If any values of «xi» and «yi» are Null, it ignores those coordinates, and interpolates between the nearest values of «xi» and «yi» with valid numbers.

If «x» is less than the first value in «xi» (x < xi[@i = 1]), by default it returns the first value of «yi», yi[@i = 1]. Similarly, if «x» is larger than the last (largest) value in «xi» (x > xi[@i = Size(i)]), it returns the largest value yi[@i = Size(i)]. You can modify this default behavior with the optional parameter «extrapolationMethod» (details below).



This example can be found in the User Guide Examples:

Linearinterp(Index_b, Array_a, 1.5, Index_b) →
Index_a ▶
a b c
2 -2.5 2

Optional Parameters


Specifies the common index of «xi» and «yi». You can omit this parameter, if «xi» is itself an index of «yi».

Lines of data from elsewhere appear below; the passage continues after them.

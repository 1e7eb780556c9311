//! The local `KEY=VALUE` configuration file.
//!
//! Reads go through `dotenvy` so quoting and comments follow the usual
//! `.env` rules. Writes rewrite the file line by line: the first line that
//! starts with `KEY=` is replaced, otherwise the pair is appended. All other
//! lines, comments included, are kept as they were.
//!
//! There is no locking. Two processes upserting at the same time can lose
//! one of the writes.

use crate::error::VoiceError;
use std::collections::HashMap;
use std::fs;
use std::io::ErrorKind;
use std::path::{Path, PathBuf};
use tracing::info;

/// Default file name, resolved against the working directory.
pub const DEFAULT_ENV_FILE: &str = ".env";

#[derive(Debug, Clone)]
pub struct EnvFile {
    path: PathBuf,
}

impl EnvFile {
    pub fn new(path: impl Into<PathBuf>) -> Self {
        Self { path: path.into() }
    }

    pub fn path(&self) -> &Path {
        &self.path
    }

    /// Parses the file into a map. A missing file yields an empty map.
    pub fn load(&self) -> Result<HashMap<String, String>, VoiceError> {
        let iter = match dotenvy::from_path_iter(&self.path) {
            Ok(iter) => iter,
            Err(dotenvy::Error::Io(e)) if e.kind() == ErrorKind::NotFound => {
                return Ok(HashMap::new())
            }
            Err(e) => return Err(VoiceError::Config(format!("{}: {}", self.path.display(), e))),
        };

        let mut values = HashMap::new();
        for item in iter {
            let (key, value) =
                item.map_err(|e| VoiceError::Config(format!("{}: {}", self.path.display(), e)))?;
            values.insert(key, value);
        }
        Ok(values)
    }

    /// Returns the value stored under `key`, if any.
    pub fn get(&self, key: &str) -> Result<Option<String>, VoiceError> {
        Ok(self.load()?.remove(key))
    }

    /// Sets `key` to `value`, replacing the first matching line or appending.
    ///
    /// Creates the file if it does not exist.
    pub fn upsert(&self, key: &str, value: &str) -> Result<(), VoiceError> {
        if key.is_empty() || key.contains('=') || key.chars().any(char::is_whitespace) {
            return Err(VoiceError::Config(format!("invalid config key: {:?}", key)));
        }
        if value.contains('\n') || value.contains('\r') {
            return Err(VoiceError::Config(format!(
                "value for {} must be a single line",
                key
            )));
        }

        let contents = match fs::read_to_string(&self.path) {
            Ok(contents) => contents,
            Err(e) if e.kind() == ErrorKind::NotFound => String::new(),
            Err(e) => return Err(VoiceError::EnvFile(e)),
        };

        let entry = format!("{}={}", key, value);
        let mut replaced = false;
        let mut lines: Vec<String> = contents
            .lines()
            .map(|line| {
                if !replaced && assigns(line, key) {
                    replaced = true;
                    if line.trim_start().starts_with("export ") {
                        format!("export {}", entry)
                    } else {
                        entry.clone()
                    }
                } else {
                    line.to_string()
                }
            })
            .collect();
        if !replaced {
            lines.push(entry);
        }

        let mut output = lines.join("\n");
        output.push('\n');
        fs::write(&self.path, output)?;

        info!(path = %self.path.display(), key, "updated config file");
        Ok(())
    }
}

/// True if `line` sets `key`, allowing indentation and an `export ` prefix.
fn assigns(line: &str, key: &str) -> bool {
    let line = line.trim_start();
    let line = line.strip_prefix("export ").unwrap_or(line).trim_start();
    line.strip_prefix(key)
        .is_some_and(|rest| rest.trim_start().starts_with('='))
}

impl Default for EnvFile {
    fn default() -> Self {
        Self::new(DEFAULT_ENV_FILE)
    }
}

Specifies the value to return if «x» is outside the values of «xi»:

  1. Use the «yi» for nearest «xi» (default method)
  2. Return Null.
  3. Use the «yi» value for the nearest point during evaluation, but disallow extrapolation while solving an LP or QP optimization.
  4. Extrapolate by extending the slope of the first or last segment.
  5. Extrapolate by extending the slope of the first or last segment, but disallow extrapolation while solving an LP or QP optimization.

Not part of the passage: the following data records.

use crate::config::LiveKitConfig;
use crate::error::VoiceError;
use crate::platform::PlatformApi;
use async_trait::async_trait;
use dialer_types::{
    CallSpec, ParticipantDescriptor, ParticipantKind, ParticipantState, RoomDescriptor,
    SipParticipantDescriptor, TrunkDescriptor, TrunkSpec,
};
use livekit_api::access_token::{AccessToken, VideoGrants};
use livekit_api::services::room::{CreateRoomOptions, RoomClient};
use livekit_api::services::sip::{
    CreateSIPOutboundTrunkOptions, CreateSIPParticipantOptions, ListSIPOutboundTrunkFilter,
    SIPClient,
};
use std::fmt;
use std::time::Duration;
use tracing::debug;

pub struct VoiceService {
    config: LiveKitConfig,
    room_client: RoomClient,
    sip_client: SIPClient,
}

impl fmt::Debug for VoiceService {
    fn fmt(&self, f: &mut fmt::Formatter<'_>) -> fmt::Result {
        f.debug_struct("VoiceService")
            .field("config", &self.config)
            .finish_non_exhaustive()
    }
}

impl VoiceService {
    pub fn new(config: LiveKitConfig) -> Self {
        let room_client =
            RoomClient::with_api_key(&config.url, &config.api_key, &config.api_secret);
        let sip_client = SIPClient::with_api_key(&config.url, &config.api_key, &config.api_secret);
        Self {
            config,
            room_client,
            sip_client,
        }
    }

    pub fn is_enabled(&self) -> bool {
        !self.config.url.is_empty()
    }

    pub fn get_url(&self) -> &str {
        &self.config.url
    }

    /// Mints a room-join token for an agent worker or a test client.
    pub fn generate_join_token(
        &self,
        room_name: &str,
        participant_identity: &str,
        participant_name: &str,
    ) -> Result<String, VoiceError> {
        let token = AccessToken::with_api_key(&self.config.api_key, &self.config.api_secret)
            .with_identity(participant_identity)
            .with_name(participant_name)
            .with_grants(VideoGrants {
                room_join: true,
                room: room_name.to_string(),
                can_publish: true,
                can_subscribe: true,
                can_publish_data: true,
                ..Default::default()
            })
            .with_ttl(Duration::from_secs(self.config.token_ttl_seconds));

        token.to_jwt().map_err(VoiceError::LiveKit)
    }
}

#[async_trait]
impl PlatformApi for VoiceService {
    async fn list_outbound_trunks(&self) -> Result<Vec<TrunkDescriptor>, VoiceError> {
        let trunks = self
            .sip_client
            .list_sip_outbound_trunk(ListSIPOutboundTrunkFilter::All)
            .await
            .map_err(|e| VoiceError::Sip(e.to_string()))?;

        Ok(trunks
            .into_iter()
            .map(|t| TrunkDescriptor {
                sip_trunk_id: t.sip_trunk_id,
                name: t.name,
                address: t.address,
                numbers: t.numbers,
                auth_username: t.auth_username,
            })
            .collect())
    }

    async fn create_outbound_trunk(
        &self,
        spec: &TrunkSpec,
    ) -> Result<TrunkDescriptor, VoiceError> {
        let options = CreateSIPOutboundTrunkOptions {
            auth_username: spec.auth_username.clone(),
            auth_password: spec.auth_password.clone(),
            ..Default::default()
        };

        let trunk = self
            .sip_client
            .create_sip_outbound_trunk(
                spec.name.clone(),
                spec.address.clone(),
                spec.numbers.clone(),
                options,
            )
            .await
            .map_err(|e| VoiceError::Sip(e.to_string()))?;

        Ok(TrunkDescriptor {
            sip_trunk_id: trunk.sip_trunk_id,
            name: trunk.name,
            address: trunk.address,
            numbers: trunk.numbers,
            auth_username: trunk.auth_username,
        })
    }

    async fn create_room(&self, name: &str) -> Result<RoomDescriptor, VoiceError> {
        let options = CreateRoomOptions::default();

        let room = self
            .room_client
            .create_room(name, options)
            .await
            .map_err(|e| VoiceError::RoomService(e.to_string()))?;

        Ok(room_descriptor(room))
    }

    async fn list_rooms(&self) -> Result<Vec<RoomDescriptor>, VoiceError> {
        let rooms = self
            .room_client
            .list_rooms(Vec::new())
            .await
            .map_err(|e| VoiceError::RoomService(e.to_string()))?;

        Ok(rooms.into_iter().map(room_descriptor).collect())
    }

    async fn delete_room(&self, name: &str) -> Result<(), VoiceError> {
        self.room_client
            .delete_room(name)
            .await
            .map_err(|e| VoiceError::RoomService(e.to_string()))
    }

    async fn list_participants(
        &self,
        room: &str,
    ) -> Result<Vec<ParticipantDescriptor>, VoiceError> {
        let participants = self
            .room_client
            .list_participants(room)
            .await
            .map_err(|e| VoiceError::RoomService(e.to_string()))?;

        Ok(participants
            .into_iter()
            .map(|p| ParticipantDescriptor {
                sid: p.sid,
                identity: p.identity,
                name: p.name,
                state: ParticipantState::from_i32(p.state),
                kind: ParticipantKind::from_i32(p.kind),
                joined_at: p.joined_at,
                track_count: p.tracks.len(),
            })
            .collect())
    }

    async fn create_sip_participant(
        &self,
        trunk_id: &str,
        call: &CallSpec,
    ) -> Result<SipParticipantDescriptor, VoiceError> {
        let options = CreateSIPParticipantOptions {
            participant_identity: call.participant_identity.clone(),
            participant_name: Some(call.participant_name.clone()),
            participant_metadata: Some(call.metadata.to_json()),
            sip_number: Some(call.call_from.clone()),
            dtmf: Some(call.dtmf.clone()),
            play_dialtone: Some(call.options.play_ringtone),
            hide_phone_number: Some(call.options.hide_phone_number),
            ringing_timeout: call.options.ringing_timeout,
            max_call_duration: call.options.max_call_duration,
            enable_krisp: Some(call.options.enable_krisp),
            ..Default::default()
        };

        debug!(
            trunk_id,
            room = %call.room_name,
            identity = %call.participant_identity,
            "requesting SIP participant"
        );

        let participant = self
            .sip_client
            .create_sip_participant(
                trunk_id.to_string(),
                call.call_to.clone(),
                call.room_name.clone(),
                options,
                None,
            )
            .await
            .map_err(|e| VoiceError::Sip(e.to_string()))?;

        Ok(SipParticipantDescriptor {
            participant_id: participant.participant_id,
            participant_identity: participant.participant_identity,
            room_name: participant.room_name,
            sip_call_id: participant.sip_call_id,
        })
    }
}

fn room_descriptor(room: livekit_protocol::Room) -> RoomDescriptor {
    RoomDescriptor {
        sid: room.sid,
        name: room.name,
        num_participants: room.num_participants,
        creation_time: room.creation_time,
        empty_timeout: room.empty_timeout,
    }
}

LinearInterp(xi, yi, x, i, extrapolationMethod: 4) →
LinearInterp ExtrapolationMethod4.png

Piecewise-linear relationships in Optimization

(Applies to Analytica Optimizer edition)

LinearInterp can be used inside a linear and quadratic optimization problem, known as a Linear Program (LP), Quadratic Program (QP) or Quadratically Constrained Program (QCP). When parameters «xi» and «yi» do not depend on any decision variables, but «x» is a function of decision variables, DefineOptimization automatically incorporates this piecewise-linear relationship into your LP, keeping the problem linear (or quadratic if already quadratic). This often results in much faster and more reliable optimization than using a nonlinear program (NLP) solver.

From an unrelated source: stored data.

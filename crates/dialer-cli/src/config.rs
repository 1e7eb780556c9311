//! Operator configuration loaded from the `.env` file and the environment.

use dialer_types::{TrunkSpec, TRUNK_ID_KEY};
use dialer_voice::diagnostics::DEFAULT_ROOM_FILTERS;
use dialer_voice::runner::DEFAULT_AGENT_COMMAND;
use dialer_voice::{EnvFile, LiveKitConfig, SipProviderConfig, VoiceError};
use std::collections::HashMap;
use std::path::{Path, PathBuf};
use thiserror::Error;

/// Keys every command needs before it can talk to the platform.
pub const REQUIRED_KEYS: [&str; 3] = ["LIVEKIT_URL", "LIVEKIT_API_KEY", "LIVEKIT_API_SECRET"];

/// Top-level configuration.
#[derive(Debug, Clone)]
pub struct Config {
    /// File that was read, and that provisioning writes back to.
    pub env_file: PathBuf,

    pub livekit: LiveKitConfig,

    pub sip: SipProviderConfig,

    /// Trunk ID persisted by an earlier provisioning run.
    pub trunk_id: Option<String>,

    pub call: CallConfig,

    /// Room name fragments the diagnostics look for.
    pub room_filters: Vec<String>,

    /// Command line of the agent host, without the mode argument.
    pub agent_command: String,

    pub logging: LoggingConfig,
}

/// Phone numbers for the deployment.
#[derive(Debug, Clone)]
pub struct CallConfig {
    /// Number calls are placed from; must belong to the trunk.
    pub from_number: String,
    pub to_number: String,
}

/// Logging configuration.
#[derive(Debug, Clone)]
pub struct LoggingConfig {
    /// Log level filter (e.g., "info", "debug", "dialer_voice=debug,info").
    pub level: String,

    /// Whether to output logs in JSON format.
    pub json: bool,
}

impl Default for CallConfig {
    fn default() -> Self {
        Self {
            from_number: "+13082514678".to_string(),
            to_number: "+923024491162".to_string(),
        }
    }
}

impl Default for LoggingConfig {
    fn default() -> Self {
        Self {
            level: "info".to_string(),
            json: false,
        }
    }
}

impl Config {
    /// Names of required keys that are unset or empty.
    pub fn missing_required(&self) -> Vec<&'static str> {
        let values = [
            &self.livekit.url,
            &self.livekit.api_key,
            &self.livekit.api_secret,
        ];
        REQUIRED_KEYS
            .iter()
            .zip(values)
            .filter(|(_, value)| value.trim().is_empty())
            .map(|(key, _)| *key)
            .collect()
    }

    /// The trunk to create when the platform has none.
    pub fn trunk_spec(&self) -> TrunkSpec {
        TrunkSpec {
            name: self.sip.trunk_name.clone(),
            address: self.sip.address.clone(),
            numbers: vec![self.call.from_number.clone()],
            auth_username: self.sip.username.clone(),
            auth_password: self.sip.password.clone(),
        }
    }

    pub fn env_file(&self) -> EnvFile {
        EnvFile::new(&self.env_file)
    }
}

/// Errors that can occur when loading configuration.
#[derive(Debug, Error)]
pub enum ConfigError {
    /// Failed to read or parse the config file.
    #[error("failed to load config file: {0}")]
    File(#[from] VoiceError),
}

/// Loads configuration from `path`, with process environment taking
/// precedence over the file. A missing file is not an error.
///
/// # Errors
///
/// Returns `ConfigError` if the file exists but cannot be read or parsed.
pub fn load_config(path: &Path) -> Result<Config, ConfigError> {
    let file_values = EnvFile::new(path).load()?;
    Ok(resolve(path, &file_values, |key| std::env::var(key).ok()))
}

/// Builds a `Config` from file values and an environment lookup.
pub fn resolve(
    path: &Path,
    file_values: &HashMap<String, String>,
    env: impl Fn(&str) -> Option<String>,
) -> Config {
    let get = |key: &str| env(key).or_else(|| file_values.get(key).cloned());
    let non_empty = |key: &str| get(key).filter(|v| !v.trim().is_empty());

    let mut livekit = LiveKitConfig::new(
        get("LIVEKIT_URL").unwrap_or_default(),
        get("LIVEKIT_API_KEY").unwrap_or_default(),
        get("LIVEKIT_API_SECRET").unwrap_or_default(),
    );
    if let Some(ttl) = get("LIVEKIT_TOKEN_TTL_SECONDS").and_then(|v| v.parse().ok()) {
        livekit.token_ttl_seconds = ttl;
    }

    let mut sip = SipProviderConfig::default();
    if let Some(name) = non_empty("SIP_TRUNK_NAME") {
        sip.trunk_name = name;
    }
    if let Some(address) = non_empty("SIP_PROVIDER_ADDRESS") {
        sip.address = address;
    }
    if let Some(username) = get("SIP_USERNAME") {
        sip.username = username;
    }
    if let Some(password) = get("SIP_PASSWORD") {
        sip.password = password;
    }

    let mut call = CallConfig::default();
    if let Some(from) = non_empty("CALL_FROM_NUMBER") {
        call.from_number = from;
    }
    if let Some(to) = non_empty("CALL_TO_NUMBER") {
        call.to_number = to;
    }

    let room_filters = match non_empty("ROOM_FILTERS") {
        Some(list) => list
            .split(',')
            .map(str::trim)
            .filter(|f| !f.is_empty())
            .map(str::to_string)
            .collect(),
        None => DEFAULT_ROOM_FILTERS.iter().map(|f| f.to_string()).collect(),
    };

    let mut logging = LoggingConfig::default();
    if let Some(level) = non_empty("DIALER_LOG_LEVEL") {
        logging.level = level;
    }
    if let Some(json) = get("DIALER_LOG_JSON") {
        logging.json = json == "true" || json == "1";
    }

    Config {
        env_file: path.to_path_buf(),
        livekit,
        sip,
        trunk_id: non_empty(TRUNK_ID_KEY),
        call,
        room_filters,
        agent_command: non_empty("AGENT_COMMAND")
            .unwrap_or_else(|| DEFAULT_AGENT_COMMAND.to_string()),
        logging,
    }
}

Since you can approximate any continuous non-linear scalar function y = f(x) by a piecewise-linear function, this makes it possible to approximate non-linear relationships inside an LP. The Optimizer accomplishes this automatically by introducing auxiliary decision variables and constraints into the optimization formulation. This happens transparently, so you don't have to figure out how to do it yourself. Since some of the variables are Boolean, it creates a combinatoric search space for the LP engine (also known as a Mixed Integer Program or MIP). This may increase search times dramatically, so it may not be a panacea for solving your non-linear problem. But converting to an LP does have two important advantages: LPs are always array-abstractable, and when an optimal solution is returned, you can be assured it really is the global optimum.

The example model "Vacation plan with PWL tax.ana", found in the Optimizer Example folder in Analytica 4.6 and later, illustrates an example of LinearInterp in an optimization problem. In the example, a graduated income tax rate is modeled in a piecewise-linear fashion using LinearInterp in the context of a linear program.

When solving an optimization problem with a piecewise linear function, extrapolation adds complexity. So, f you know that the optimal value for «x» will always be within the range of «xi»'s values, it is a good idea to disable extrapolation. Do this by specifying the «extrapolationMethod» parameter to be either 2, 3 or 5. These options implicitly constrain «x» to be within the range of «xi». But, if you are wrong about «x» being in that range, your problem might become infeasible (because of the extra constraint).